Bioinformatics Sheds Light On Evolutionary Origin Of Rickettsia Virulence Genes

Date:
March 19, 2009
Source:
Virginia Tech
Summary:
Scientists have revealed that genes for a specific type of molecular secretion system in Rickettsia, a structure that is linked in many cases to virulence, have been conserved over many years of evolution.

Scientists from the Virginia Bioinformatics Institute (VBI) at Virginia Tech, the University of Maryland School of Medicine, and the University of Louisville have revealed that genes for a specific type of molecular secretion system in Rickettsia, a structure that is linked in many cases to virulence, have been conserved over many years of evolution.

Related Articles


The scientists compared the gene sequences of 13 Rickettsia species to detect a highly conserved type IV secretion system. Type IV secretion systems are membrane-spanning transporters that can act as syringes that inject virulence factors into the cells of their hosts (eukaryotes). Once introduced, these virulence factors compromise the host and may result in harmful disease, for example Legionnaires' disease (Legionella pneumophila) and Q fever (Coxiella burnetii). However, these secretion systems have not been implicated in human diseases caused by Rickettsia, including epidemic typhus (R. prowazekii) and Rocky Mountain spotted fever (R. rickettsii). Type IV secretion systems are unique in their ability to transport nucleic acids and proteins into plant and animal cells. A possible role of the transporter that is not directly associated with virulence, such as DNA transfer, has been overlooked in Rickettsia.

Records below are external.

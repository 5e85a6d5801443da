//! Password hashing and validation for plaza.
//!
//! Uses Argon2id; only the PHC hash string is ever stored.

use argon2::{
    password_hash::{PasswordHash, PasswordHasher, PasswordVerifier, SaltString},
    Argon2, Params,
};
use rand_core::OsRng;
use std::sync::OnceLock;
use thiserror::Error;

/// Minimum password length.
pub const MIN_PASSWORD_LENGTH: usize = 6;

/// Maximum password length.
pub const MAX_PASSWORD_LENGTH: usize = 128;

/// Password-related errors.
#[derive(Error, Debug)]
pub enum PasswordError {
    /// Password is too short.
    #[error("password must be at least {MIN_PASSWORD_LENGTH} characters")]
    TooShort,

    /// Password is too long.
    #[error("password must be at most {MAX_PASSWORD_LENGTH} characters")]
    TooLong,

    /// Password hashing failed.
    #[error("password hashing failed: {0}")]
    HashError(String),

    /// Password hash is invalid.
    #[error("invalid password hash format")]
    InvalidHash,

    /// Password verification failed (wrong password).
    #[error("password verification failed")]
    VerificationFailed,
}

/// Create the Argon2id hasher.
///
/// Parameters: 19 MiB memory, 2 iterations, 1 lane.
fn create_argon2() -> Result<Argon2<'static>, PasswordError> {
    let params = Params::new(19_456, 2, 1, None)
        .map_err(|e| PasswordError::HashError(e.to_string()))?;
    Ok(Argon2::new(
        argon2::Algorithm::Argon2id,
        argon2::Version::V0x13,
        params,
    ))
}

/// Hash a password using Argon2id.
///
/// Returns a PHC-formatted hash string that includes the salt and parameters.
///
/// # Examples
///
/// ```
/// use plaza::auth::hash_password;
///
/// let hash = hash_password("my_secure_password").unwrap();
/// assert!(hash.starts_with("$argon2id$"));
/// ```
pub fn hash_password(password: &str) -> Result<String, PasswordError> {
    validate_password(password)?;

    let salt = SaltString::generate(&mut OsRng);
    let hash = create_argon2()?
        .hash_password(password.as_bytes(), &salt)
        .map_err(|e| PasswordError::HashError(e.to_string()))?;

    Ok(hash.to_string())
}

/// Verify a password against a stored hash.
///
/// The parameters are read from the stored hash, not from `create_argon2()`.
pub fn verify_password(password: &str, hash: &str) -> Result<(), PasswordError> {
    let parsed_hash = PasswordHash::new(hash).map_err(|_| PasswordError::InvalidHash)?;

    Argon2::default()
        .verify_password(password.as_bytes(), &parsed_hash)
        .map_err(|_| PasswordError::VerificationFailed)
}

/// Hash of a password nobody holds, created on first use.
fn dummy_hash() -> Option<&'static str> {
    static DUMMY: OnceLock<Option<String>> = OnceLock::new();
    DUMMY
        .get_or_init(|| hash_password("plaza-no-such-account").ok())
        .as_deref()
}

/// Run one verification against a hash no account owns.
///
/// Used when there is no stored hash to check, so that an unknown account
/// takes as long to reject as a wrong password.
pub fn verify_dummy(password: &str) {
    if let Some(hash) = dummy_hash() {
        let _ = verify_password(password, hash);
    }
}

/// Validate password length (in characters).
pub fn validate_password(password: &str) -> Result<(), PasswordError> {
    let len = password.chars().count();
    if len < MIN_PASSWORD_LENGTH {
        return Err(PasswordError::TooShort);
    }
    if len > MAX_PASSWORD_LENGTH {
        return Err(PasswordError::TooLong);
    }
    Ok(())
}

Dr. Joseph Gillespie, a bioinformatician at the Virginia Bioinformatics Institute and leader of the study, remarked: "We have used the Rickettsia genomic information steadily accumulated over the past 10 years as a starting point to look in detail at the origin and function of Rickettsia virulence-like genes. The study reveals a highly conserved type IV secretion system across the 13 genomes investigated, some of which are, intriguingly, not known to cause disease in their invertebrate and vertebrate hosts."

In addition to the evolutionarily conserved nature of the Rickettsia type IV secretion system, informatics analysis revealed some unexpected properties, including gene duplication of nearly half of its components. Gene duplication is very rare in Rickettsia genomes. By digging a little further, the team also identified three additional genes that likely contribute to the secretion system. Gillespie noted: "Because Rickettsia live inside their hosts at all stages of their life cycle, we are very limited in how we can characterize their genes. Researchers often have little choice but to apply related information from other bacteria that are easier to study." This often entails labor-intensive manual work that cannot currently be substituted by automated gene prediction methods. "Sometimes, the brain beats the algorithm," Gillespie added.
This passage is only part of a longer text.